*** INPUT RECORDS ***
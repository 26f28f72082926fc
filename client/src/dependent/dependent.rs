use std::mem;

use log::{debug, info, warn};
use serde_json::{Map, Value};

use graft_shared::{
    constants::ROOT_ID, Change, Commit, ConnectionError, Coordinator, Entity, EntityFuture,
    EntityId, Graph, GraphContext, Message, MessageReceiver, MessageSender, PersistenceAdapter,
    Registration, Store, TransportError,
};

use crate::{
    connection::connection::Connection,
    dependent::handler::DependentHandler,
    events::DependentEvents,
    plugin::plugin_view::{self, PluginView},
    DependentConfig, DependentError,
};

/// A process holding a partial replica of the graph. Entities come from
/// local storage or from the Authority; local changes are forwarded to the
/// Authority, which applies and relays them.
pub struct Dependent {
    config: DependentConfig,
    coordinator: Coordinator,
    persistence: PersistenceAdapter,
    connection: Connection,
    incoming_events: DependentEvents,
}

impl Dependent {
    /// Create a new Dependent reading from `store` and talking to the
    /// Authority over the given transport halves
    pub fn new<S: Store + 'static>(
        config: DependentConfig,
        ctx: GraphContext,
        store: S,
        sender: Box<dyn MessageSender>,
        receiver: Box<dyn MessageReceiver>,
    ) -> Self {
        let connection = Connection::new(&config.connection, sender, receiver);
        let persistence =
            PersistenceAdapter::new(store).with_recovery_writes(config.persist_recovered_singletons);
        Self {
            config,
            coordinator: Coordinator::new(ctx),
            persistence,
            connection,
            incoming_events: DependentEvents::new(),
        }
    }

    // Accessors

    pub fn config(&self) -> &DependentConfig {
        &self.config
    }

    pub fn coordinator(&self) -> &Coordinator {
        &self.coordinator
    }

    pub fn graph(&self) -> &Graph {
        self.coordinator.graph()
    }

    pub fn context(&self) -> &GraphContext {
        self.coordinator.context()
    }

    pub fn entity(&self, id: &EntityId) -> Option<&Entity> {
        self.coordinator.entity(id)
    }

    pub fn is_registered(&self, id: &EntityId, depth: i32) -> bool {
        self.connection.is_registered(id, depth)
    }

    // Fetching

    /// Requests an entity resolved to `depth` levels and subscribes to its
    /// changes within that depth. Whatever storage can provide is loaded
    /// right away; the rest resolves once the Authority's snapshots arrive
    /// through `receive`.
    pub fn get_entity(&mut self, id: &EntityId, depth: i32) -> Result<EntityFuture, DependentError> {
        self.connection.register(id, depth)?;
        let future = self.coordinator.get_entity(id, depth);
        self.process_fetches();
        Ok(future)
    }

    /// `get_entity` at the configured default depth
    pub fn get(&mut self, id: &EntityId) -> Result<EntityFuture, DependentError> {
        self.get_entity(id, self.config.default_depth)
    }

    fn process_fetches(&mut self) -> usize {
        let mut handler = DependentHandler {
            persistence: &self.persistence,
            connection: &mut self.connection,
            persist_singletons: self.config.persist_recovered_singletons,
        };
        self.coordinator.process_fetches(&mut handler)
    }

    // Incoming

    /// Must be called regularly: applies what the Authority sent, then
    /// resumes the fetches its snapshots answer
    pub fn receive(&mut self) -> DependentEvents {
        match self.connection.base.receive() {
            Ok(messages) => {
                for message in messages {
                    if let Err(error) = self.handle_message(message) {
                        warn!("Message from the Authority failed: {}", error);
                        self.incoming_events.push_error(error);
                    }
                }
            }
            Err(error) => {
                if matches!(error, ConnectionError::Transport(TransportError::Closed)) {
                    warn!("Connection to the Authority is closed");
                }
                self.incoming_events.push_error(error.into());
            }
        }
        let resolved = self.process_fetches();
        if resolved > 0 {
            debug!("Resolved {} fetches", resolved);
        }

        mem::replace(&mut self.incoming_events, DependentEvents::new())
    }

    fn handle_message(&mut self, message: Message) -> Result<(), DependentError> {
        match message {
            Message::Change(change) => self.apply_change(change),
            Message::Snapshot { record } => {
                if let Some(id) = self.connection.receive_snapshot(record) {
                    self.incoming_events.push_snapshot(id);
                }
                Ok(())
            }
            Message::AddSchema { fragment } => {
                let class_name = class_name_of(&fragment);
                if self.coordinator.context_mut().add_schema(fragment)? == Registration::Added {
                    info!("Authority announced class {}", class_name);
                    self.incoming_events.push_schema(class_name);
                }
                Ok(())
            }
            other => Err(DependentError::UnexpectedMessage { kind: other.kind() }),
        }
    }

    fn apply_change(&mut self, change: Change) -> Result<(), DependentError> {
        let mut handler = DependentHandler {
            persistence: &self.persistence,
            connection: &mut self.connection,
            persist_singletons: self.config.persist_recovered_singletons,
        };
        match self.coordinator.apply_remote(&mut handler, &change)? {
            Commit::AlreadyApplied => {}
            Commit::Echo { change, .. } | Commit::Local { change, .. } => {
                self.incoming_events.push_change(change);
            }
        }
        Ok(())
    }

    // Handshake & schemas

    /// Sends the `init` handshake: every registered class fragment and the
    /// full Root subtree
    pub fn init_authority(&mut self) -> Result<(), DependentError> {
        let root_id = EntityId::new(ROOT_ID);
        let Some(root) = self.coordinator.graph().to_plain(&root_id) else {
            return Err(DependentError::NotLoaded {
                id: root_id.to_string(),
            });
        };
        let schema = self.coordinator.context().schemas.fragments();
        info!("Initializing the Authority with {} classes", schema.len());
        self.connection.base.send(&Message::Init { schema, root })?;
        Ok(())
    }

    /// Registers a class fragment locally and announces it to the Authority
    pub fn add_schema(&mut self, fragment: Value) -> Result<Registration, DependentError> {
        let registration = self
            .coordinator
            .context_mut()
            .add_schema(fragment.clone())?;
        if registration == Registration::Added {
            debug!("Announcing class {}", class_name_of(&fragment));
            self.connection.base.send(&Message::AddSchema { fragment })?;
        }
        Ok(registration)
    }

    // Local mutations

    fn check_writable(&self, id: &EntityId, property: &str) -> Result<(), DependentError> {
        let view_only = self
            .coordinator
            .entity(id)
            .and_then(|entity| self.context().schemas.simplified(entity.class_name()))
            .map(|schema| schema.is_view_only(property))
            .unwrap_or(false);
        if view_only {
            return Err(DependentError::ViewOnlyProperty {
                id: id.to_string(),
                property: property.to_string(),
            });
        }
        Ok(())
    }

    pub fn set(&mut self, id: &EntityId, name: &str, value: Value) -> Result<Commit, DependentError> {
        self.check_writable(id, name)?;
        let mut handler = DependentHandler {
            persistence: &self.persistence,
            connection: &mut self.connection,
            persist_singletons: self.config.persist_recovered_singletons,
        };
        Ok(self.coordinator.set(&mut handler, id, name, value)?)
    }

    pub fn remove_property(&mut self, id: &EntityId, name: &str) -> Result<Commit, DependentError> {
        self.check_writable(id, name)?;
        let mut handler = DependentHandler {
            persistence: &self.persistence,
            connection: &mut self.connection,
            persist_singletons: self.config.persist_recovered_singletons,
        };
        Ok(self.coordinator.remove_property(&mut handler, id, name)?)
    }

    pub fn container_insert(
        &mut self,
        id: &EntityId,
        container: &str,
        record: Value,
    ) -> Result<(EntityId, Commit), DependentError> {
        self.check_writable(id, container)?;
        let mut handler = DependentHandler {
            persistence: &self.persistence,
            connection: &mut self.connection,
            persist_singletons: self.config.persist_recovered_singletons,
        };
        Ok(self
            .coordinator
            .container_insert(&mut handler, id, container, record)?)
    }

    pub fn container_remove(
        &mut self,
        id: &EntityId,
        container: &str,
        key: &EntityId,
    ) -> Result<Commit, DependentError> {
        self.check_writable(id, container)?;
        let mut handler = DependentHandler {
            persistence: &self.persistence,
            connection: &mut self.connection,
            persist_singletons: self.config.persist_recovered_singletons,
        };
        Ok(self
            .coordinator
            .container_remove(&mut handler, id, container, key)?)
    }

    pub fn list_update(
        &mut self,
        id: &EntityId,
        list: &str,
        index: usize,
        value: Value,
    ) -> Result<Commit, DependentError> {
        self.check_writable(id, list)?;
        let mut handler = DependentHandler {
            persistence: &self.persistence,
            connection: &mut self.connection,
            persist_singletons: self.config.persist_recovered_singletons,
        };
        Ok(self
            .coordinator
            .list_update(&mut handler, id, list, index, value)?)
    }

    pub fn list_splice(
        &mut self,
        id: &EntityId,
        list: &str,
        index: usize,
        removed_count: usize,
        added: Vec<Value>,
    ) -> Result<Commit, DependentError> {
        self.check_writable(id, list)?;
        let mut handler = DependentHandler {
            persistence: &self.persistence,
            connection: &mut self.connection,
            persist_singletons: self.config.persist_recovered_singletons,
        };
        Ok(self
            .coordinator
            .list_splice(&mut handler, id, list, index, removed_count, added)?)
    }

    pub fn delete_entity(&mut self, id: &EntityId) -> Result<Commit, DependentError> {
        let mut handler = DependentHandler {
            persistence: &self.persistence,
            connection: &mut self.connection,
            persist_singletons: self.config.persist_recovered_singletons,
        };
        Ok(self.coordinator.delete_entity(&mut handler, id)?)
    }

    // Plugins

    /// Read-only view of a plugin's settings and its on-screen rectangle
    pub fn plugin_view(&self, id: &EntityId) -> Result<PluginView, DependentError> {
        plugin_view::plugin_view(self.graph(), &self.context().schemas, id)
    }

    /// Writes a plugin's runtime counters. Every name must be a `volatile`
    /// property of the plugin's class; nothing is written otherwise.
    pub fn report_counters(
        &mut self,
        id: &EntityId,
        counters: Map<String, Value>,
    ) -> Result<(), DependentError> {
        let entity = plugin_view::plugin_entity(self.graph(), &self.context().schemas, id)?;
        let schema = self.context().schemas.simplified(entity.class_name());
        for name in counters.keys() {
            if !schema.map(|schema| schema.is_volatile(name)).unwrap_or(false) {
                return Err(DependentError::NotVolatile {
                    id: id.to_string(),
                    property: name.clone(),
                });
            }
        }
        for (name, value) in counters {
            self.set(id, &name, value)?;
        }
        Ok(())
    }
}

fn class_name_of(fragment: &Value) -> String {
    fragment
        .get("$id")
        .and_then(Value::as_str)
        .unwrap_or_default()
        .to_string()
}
*** End of INPUT RECORDS ***
*** INPUT RECORDS ***
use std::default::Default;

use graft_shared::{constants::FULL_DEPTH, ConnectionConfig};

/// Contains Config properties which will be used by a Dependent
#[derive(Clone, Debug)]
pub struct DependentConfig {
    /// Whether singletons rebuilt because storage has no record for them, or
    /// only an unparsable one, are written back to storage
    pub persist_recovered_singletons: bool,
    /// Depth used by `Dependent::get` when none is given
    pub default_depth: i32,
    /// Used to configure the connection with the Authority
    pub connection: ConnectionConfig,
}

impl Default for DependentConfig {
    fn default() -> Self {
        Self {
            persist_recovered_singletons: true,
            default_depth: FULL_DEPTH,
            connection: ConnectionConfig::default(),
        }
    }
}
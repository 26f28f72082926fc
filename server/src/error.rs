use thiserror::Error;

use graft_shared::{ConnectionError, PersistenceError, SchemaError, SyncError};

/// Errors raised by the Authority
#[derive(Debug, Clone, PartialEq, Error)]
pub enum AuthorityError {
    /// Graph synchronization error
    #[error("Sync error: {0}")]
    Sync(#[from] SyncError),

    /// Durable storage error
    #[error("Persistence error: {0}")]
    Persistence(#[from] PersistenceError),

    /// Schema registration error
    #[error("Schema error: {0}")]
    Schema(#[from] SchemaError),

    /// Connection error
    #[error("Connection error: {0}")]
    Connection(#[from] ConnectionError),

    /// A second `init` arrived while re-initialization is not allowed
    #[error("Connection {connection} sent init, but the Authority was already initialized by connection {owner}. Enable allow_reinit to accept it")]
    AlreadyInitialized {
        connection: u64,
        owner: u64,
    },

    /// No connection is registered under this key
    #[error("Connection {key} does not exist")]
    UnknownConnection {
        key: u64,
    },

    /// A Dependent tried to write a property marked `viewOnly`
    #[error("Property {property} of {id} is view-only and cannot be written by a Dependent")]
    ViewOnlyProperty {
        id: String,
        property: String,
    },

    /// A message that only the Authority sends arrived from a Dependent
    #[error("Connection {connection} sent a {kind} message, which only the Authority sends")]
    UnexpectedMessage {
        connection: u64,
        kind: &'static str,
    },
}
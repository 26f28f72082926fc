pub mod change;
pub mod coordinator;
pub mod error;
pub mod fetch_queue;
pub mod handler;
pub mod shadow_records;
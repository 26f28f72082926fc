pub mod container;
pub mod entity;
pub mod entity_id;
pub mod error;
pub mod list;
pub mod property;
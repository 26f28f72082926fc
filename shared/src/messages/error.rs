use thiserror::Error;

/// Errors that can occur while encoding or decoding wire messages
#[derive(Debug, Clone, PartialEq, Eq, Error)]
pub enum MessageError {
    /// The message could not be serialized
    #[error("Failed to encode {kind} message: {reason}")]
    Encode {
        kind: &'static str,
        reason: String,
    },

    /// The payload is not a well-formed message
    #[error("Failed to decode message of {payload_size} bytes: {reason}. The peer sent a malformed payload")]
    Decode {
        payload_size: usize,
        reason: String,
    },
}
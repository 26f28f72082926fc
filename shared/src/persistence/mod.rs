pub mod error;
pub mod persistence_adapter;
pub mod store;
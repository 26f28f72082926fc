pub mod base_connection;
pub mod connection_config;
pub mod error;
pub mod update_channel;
*** End of INPUT RECORDS ***
INSTRUCTIONS FOR THE TASK. Pull out every line above that holds the word "MessageReceiver".

YOUR RESPONSE.
    EntityId, Graph, GraphContext, Message, MessageReceiver, MessageSender, PersistenceAdapter,
        receiver: Box<dyn MessageReceiver>,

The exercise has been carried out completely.